■ ASSIGNMENT: Each line below should be written out again without any change.

■ RECORDS FOR THIS TASK:
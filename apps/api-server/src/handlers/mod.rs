//! HTTP handlers and route configuration.

mod activities;
mod health;
mod likes;
mod posts;
mod users;

use actix_web::web;

/// Configure all application routes.
pub fn configure_routes(cfg: &mut web::ServiceConfig) {
    // Liveness probe outside the versioned prefix
    cfg.route("/health", web::get().to(health::health_check));

    cfg.service(
        web::scope("/v1")
            .service(
                web::scope("/users")
                    .route("/register", web::post().to(users::register))
                    .route("/login", web::post().to(users::login)),
            )
            .service(
                web::scope("/posts")
                    .route("", web::post().to(posts::create))
                    .route("", web::get().to(posts::list))
                    .route("/{id}", web::get().to(posts::detail))
                    .route("/{id}", web::delete().to(posts::delete)),
            )
            .service(
                web::scope("/likes")
                    .route("", web::post().to(likes::create))
                    .route("/{id}", web::get().to(likes::detail))
                    .route("/{id}", web::delete().to(likes::delete)),
            )
            .route("/activities", web::get().to(activities::list_mine)),
    );
}
//! Client for the api-ninjas jokes endpoint.
//!
//! Every failure here is non-fatal to the caller: the post service logs
//! the error and creates the post without the joke.

use async_trait::async_trait;
use serde::Deserialize;

use minigram_core::ports::{JokeError, JokeProvider};

const JOKES_ENDPOINT: &str = "https://api.api-ninjas.com/v1/jokes?limit=1";

#[derive(Debug, Deserialize)]
struct JokeEntry {
    joke: String,
}

/// Fetches one-liner jokes from api-ninjas.
pub struct ApiNinjasJokeClient {
    api_key: String,
    client: reqwest::Client,
}

impl ApiNinjasJokeClient {
    pub fn new(api_key: String) -> Self {
        Self {
            api_key,
            client: reqwest::Client::new(),
        }
    }
}

#[async_trait]
impl JokeProvider for ApiNinjasJokeClient {
    async fn fetch_joke(&self) -> Result<String, JokeError> {
        if self.api_key.is_empty() {
            return Err(JokeError::MissingApiKey);
        }

        let response = self
            .client
            .get(JOKES_ENDPOINT)
            .header("X-Api-Key", &self.api_key)
            .send()
            .await
            .map_err(|e| JokeError::Request(e.to_string()))?;

        if !response.status().is_success() {
            return Err(JokeError::Status(response.status().as_u16()));
        }

        let entries: Vec<JokeEntry> = response
            .json()
            .await
            .map_err(|e| JokeError::Request(e.to_string()))?;

        first_joke(entries)
    }
}

fn first_joke(entries: Vec<JokeEntry>) -> Result<String, JokeError> {
    entries
        .into_iter()
        .map(|e| e.joke)
        .find(|joke| !joke.is_empty())
        .ok_or(JokeError::Empty)
}

#[cfg(test)]
mod tests {
    use super::*;

    #[tokio::test]
    async fn missing_api_key_is_an_error() {
        let client = ApiNinjasJokeClient::new(String::new());

        let err = client.fetch_joke().await.unwrap_err();

        assert!(matches!(err, JokeError::MissingApiKey));
    }

    #[test]
    fn payload_parses_to_the_first_joke() {
        let entries: Vec<JokeEntry> =
            serde_json::from_str(r#"[{"joke": "I used to be a banker, but I lost interest."}]"#)
                .unwrap();

        let joke = first_joke(entries).unwrap();

        assert_eq!(joke, "I used to be a banker, but I lost interest.");
    }

    #[test]
    fn empty_payload_is_an_error() {
        assert!(matches!(first_joke(Vec::new()), Err(JokeError::Empty)));
    }

    #[test]
    fn blank_joke_is_an_error() {
        let entries: Vec<JokeEntry> = serde_json::from_str(r#"[{"joke": ""}]"#).unwrap();

        assert!(matches!(first_joke(entries), Err(JokeError::Empty)));
    }
}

■ SOLUTION:
filename apps/api-server/src/handlers/mod.rs
//! HTTP handlers and route configuration.

mod activities;
mod health;
mod likes;
mod posts;
mod users;

use actix_web::web;

/// Configure all application routes.
pub fn configure_routes(cfg: &mut web::ServiceConfig) {
    // Liveness probe outside the versioned prefix
    cfg.route("/health", web::get().to(health::health_check));

    cfg.service(
        web::scope("/v1")
            .service(
                web::scope("/users")
                    .route("/register", web::post().to(users::register))
                    .route("/login", web::post().to(users::login)),
            )
            .service(
                web::scope("/posts")
                    .route("", web::post().to(posts::create))
                    .route("", web::get().to(posts::list))
                    .route("/{id}", web::get().to(posts::detail))
                    .route("/{id}", web::delete().to(posts::delete)),
            )
            .service(
                web::scope("/likes")
                    .route("", web::post().to(likes::create))
                    .route("/{id}", web::get().to(likes::detail))
                    .route("/{id}", web::delete().to(likes::delete)),
            )
            .route("/activities", web::get().to(activities::list_mine)),
    );
}
//! Client for the api-ninjas jokes endpoint.
//!
//! Every failure here is non-fatal to the caller: the post service logs
//! the error and creates the post without the joke.

use async_trait::async_trait;
use serde::Deserialize;

use minigram_core::ports::{JokeError, JokeProvider};

const JOKES_ENDPOINT: &str = "https://api.api-ninjas.com/v1/jokes?limit=1";

#[derive(Debug, Deserialize)]
struct JokeEntry {
    joke: String,
}

/// Fetches one-liner jokes from api-ninjas.
pub struct ApiNinjasJokeClient {
    api_key: String,
    client: reqwest::Client,
}

impl ApiNinjasJokeClient {
    pub fn new(api_key: String) -> Self {
        Self {
            api_key,
            client: reqwest::Client::new(),
        }
    }
}

#[async_trait]
impl JokeProvider for ApiNinjasJokeClient {
    async fn fetch_joke(&self) -> Result<String, JokeError> {
        if self.api_key.is_empty() {
            return Err(JokeError::MissingApiKey);
        }

        let response = self
            .client
            .get(JOKES_ENDPOINT)
            .header("X-Api-Key", &self.api_key)
            .send()
            .await
            .map_err(|e| JokeError::Request(e.to_string()))?;

        if !response.status().is_success() {
            return Err(JokeError::Status(response.status().as_u16()));
        }

        let entries: Vec<JokeEntry> = response
            .json()
            .await
            .map_err(|e| JokeError::Request(e.to_string()))?;

        first_joke(entries)
    }
}

fn first_joke(entries: Vec<JokeEntry>) -> Result<String, JokeError> {
    entries
        .into_iter()
        .map(|e| e.joke)
        .find(|joke| !joke.is_empty())
        .ok_or(JokeError::Empty)
}

#[cfg(test)]
mod tests {
    use super::*;

    #[tokio::test]
    async fn missing_api_key_is_an_error() {
        let client = ApiNinjasJokeClient::new(String::new());

        let err = client.fetch_joke().await.unwrap_err();

        assert!(matches!(err, JokeError::MissingApiKey));
    }

    #[test]
    fn payload_parses_to_the_first_joke() {
        let entries: Vec<JokeEntry> =
            serde_json::from_str(r#"[{"joke": "I used to be a banker, but I lost interest."}]"#)
                .unwrap();

        let joke = first_joke(entries).unwrap();

        assert_eq!(joke, "I used to be a banker, but I lost interest.");
    }

    #[test]
    fn empty_payload_is_an_error() {
        assert!(matches!(first_joke(Vec::new()), Err(JokeError::Empty)));
    }

    #[test]
    fn blank_joke_is_an_error() {
        let entries: Vec<JokeEntry> = serde_json::from_str(r#"[{"joke": ""}]"#).unwrap();

        assert!(matches!(first_joke(entries), Err(JokeError::Empty)));
    }
}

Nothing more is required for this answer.